TAMPA, Fla. — Once again, South Carolina is playing in a national championship game. And once again, head coach Dawn Staley is fielding questions about the impending legacy of an opposing star’s elusive title while her program chases its own history.

“I can't not address it because it's happening,” Staley said on Saturday. “It happened to us last year. Everything was about Caitlin Clark and her legacy and her ability to win a national championship. Yet, we were coming into this thing undefeated, doing something that's unprecedented at the time, because it's hard. It's hard. We find ourselves back here in a similar situation.”

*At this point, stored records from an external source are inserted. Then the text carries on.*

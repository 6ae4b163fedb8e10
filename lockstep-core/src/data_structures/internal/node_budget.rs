use std::sync::atomic::{AtomicUsize, Ordering};

use crate::config::ListConfig;
use crate::error::ListError;

/// Live node counter with an optional upper bound.
///
/// A slot is reserved before a node is allocated and released after the
/// node is unlinked, so a failed reservation never leaves a partial insert.
#[derive(Debug)]
pub(crate) struct NodeBudget {
    live: AtomicUsize,
    limit: Option<usize>,
}

impl NodeBudget {
    pub(crate) fn new(config: &ListConfig) -> Self {
        NodeBudget {
            live: AtomicUsize::new(0),
            limit: config.max_nodes,
        }
    }

    pub(crate) fn reserve(&self) -> Result<(), ListError> {
        let Some(limit) = self.limit else {
            self.live.fetch_add(1, Ordering::AcqRel);
            return Ok(());
        };

        self.live
            .fetch_update(Ordering::AcqRel, Ordering::Acquire, |live| {
                (live < limit).then_some(live + 1)
            })
            .map(|_| ())
            .map_err(|_| ListError::AllocationFailure { limit })
    }

    pub(crate) fn release(&self) {
        self.live.fetch_sub(1, Ordering::AcqRel);
    }

    pub(crate) fn reset(&self) {
        self.live.store(0, Ordering::Release);
    }

    pub(crate) fn live(&self) -> usize {
        self.live.load(Ordering::Acquire)
    }
}
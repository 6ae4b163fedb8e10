//! Lock coupling (hand-over-hand) traversal.
//!
//! A [`CouplingCursor`] always holds the lock of the *predecessor* slot:
//! either the list head or a node. Stepping forward locks the next node
//! while the predecessor is still locked, and only then lets the
//! predecessor go:
//!
//! ```text
//!   hold:     [HEAD]──►  10  ──►  20  ──►  30
//!                 ▲
//!   step:     [HEAD]──► [10] ──►  20  ──►  30      both locked
//!   advance:   HEAD ──► [10] ──►  20  ──►  30      HEAD released
//!   step:      HEAD ──► [10] ──► [20] ──►  30      both locked
//! ```
//!
//! At every instant at least one lock on the path is held, so no other
//! mutator can unlink the segment the cursor stands on. Locks are always
//! taken head first and then in list order, which rules out deadlock.
//!
//! Releasing is done by dropping guards. [`CouplingCursor::advance`] stores
//! the new predecessor before the old guard is dropped, so the
//! acquire-before-release order holds by construction.

use std::sync::Arc;

use parking_lot::{ArcMutexGuard, Mutex, MutexGuard, RawMutex};

/// Owning link to the next node. `None` marks the end of the chain.
pub(crate) type Link = Option<Arc<Mutex<ListNode>>>;

/// Guard over a locked node. Owns a reference to the node, so it can outlive
/// the link it was reached through.
pub(crate) type NodeGuard = ArcMutexGuard<RawMutex, ListNode>;

#[derive(Debug)]
pub(crate) struct ListNode {
    pub(crate) value: i32,
    pub(crate) next: Link,
}

impl ListNode {
    pub(crate) fn new(value: i32, next: Link) -> Arc<Mutex<ListNode>> {
        Arc::new(Mutex::new(ListNode { value, next }))
    }
}

// Removed nodes keep their forward link, so a reader that stalls on one can
// pin an arbitrarily long run of unlinked nodes. Free that run iteratively,
// stopping at the first node someone else still holds.
impl Drop for ListNode {
    fn drop(&mut self) {
        let mut next = self.next.take();
        while let Some(node) = next {
            match Arc::try_unwrap(node) {
                Ok(node) => next = node.into_inner().next.take(),
                Err(_shared) => break,
            }
        }
    }
}

/// The locked slot whose `next` link the cursor may rewrite.
enum Predecessor<'a> {
    Head(MutexGuard<'a, Link>),
    Node(NodeGuard),
}

impl Predecessor<'_> {
    fn link(&self) -> &Link {
        match self {
            Predecessor::Head(head) => &**head,
            Predecessor::Node(node) => &node.next,
        }
    }

    fn link_mut(&mut self) -> &mut Link {
        match self {
            Predecessor::Head(head) => &mut **head,
            Predecessor::Node(node) => &mut node.next,
        }
    }
}

/// Outcome of looking one node past the predecessor.
pub(crate) enum Step {
    /// The predecessor is the last slot in the chain.
    End,
    /// The next node, locked while the predecessor is still held.
    Visit(NodeGuard),
}

pub(crate) struct CouplingCursor<'a> {
    pred: Predecessor<'a>,
    position: usize,
}

impl<'a> CouplingCursor<'a> {
    /// Locks the head and positions the cursor before the first node.
    pub(crate) fn new(head: &'a Mutex<Link>) -> Self {
        CouplingCursor {
            pred: Predecessor::Head(head.lock()),
            position: 0,
        }
    }

    /// Number of nodes between the head and the current predecessor.
    pub(crate) fn position(&self) -> usize {
        self.position
    }

    pub(crate) fn step(&self) -> Step {
        match self.pred.link() {
            Some(next) => Step::Visit(next.lock_arc()),
            None => Step::End,
        }
    }

    /// Makes `current` the new predecessor and releases the old one.
    ///
    /// `current` must be the guard returned by the last [`step`](Self::step).
    pub(crate) fn advance(&mut self, current: NodeGuard) {
        debug_assert!(self.is_successor(&current));
        // The old predecessor is dropped after the assignment completes.
        self.pred = Predecessor::Node(current);
        self.position += 1;
    }

    /// Splices a new node directly after the predecessor.
    ///
    /// If a visited node is still locked by the caller it becomes the new
    /// node's successor; at the end of the chain the new node is the tail.
    pub(crate) fn link_here(&mut self, value: i32) {
        let link = self.pred.link_mut();
        let successor = link.take();
        *link = Some(ListNode::new(value, successor));
    }

    /// Unlinks `current` by pointing the predecessor at its successor.
    ///
    /// The removed node keeps its own `next` link so a reader already
    /// standing on it can still walk forward into the live chain. The
    /// returned link is the list's reference to the removed node; dropping
    /// it after the guards reclaims the node once no reader holds it.
    pub(crate) fn unlink(&mut self, current: NodeGuard) -> Link {
        debug_assert!(self.is_successor(&current));
        let successor = current.next.clone();
        let removed = std::mem::replace(self.pred.link_mut(), successor);
        drop(current);
        removed
    }

    fn is_successor(&self, current: &NodeGuard) -> bool {
        self.pred
            .link()
            .as_ref()
            .is_some_and(|next| Arc::ptr_eq(next, ArcMutexGuard::mutex(current)))
    }
}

The national title game on Sunday (3 p.m. ET, ABC) will be UConn guard Paige Bueckers’ final collegiate game before entering the WNBA Draft, where she’s projected to go No. 1 to the Dallas Wings, as well as the culmination of a historically successful South Carolina class. The push-and-pull of dueling legacies adds a lift to the emerging rivalry.

Bueckers, the former No. 1 recruit and “generational talent” coming out of high school, imagined four titles in four years, matching Huskies great Breanna Stewart. Instead, injuries marred her and UConn’s half-decade to leave 40 minutes between her and one single ring. It would be the program’s first since Stewart’s run ended in 2016.

“There's a sentimental narrative about Paige,” Staley said. “A great freakin' player. Anybody would start their franchise with Paige because of her efficient way of playing, because she's a winner, because she cerebrally just knows the game, just has an aura about her."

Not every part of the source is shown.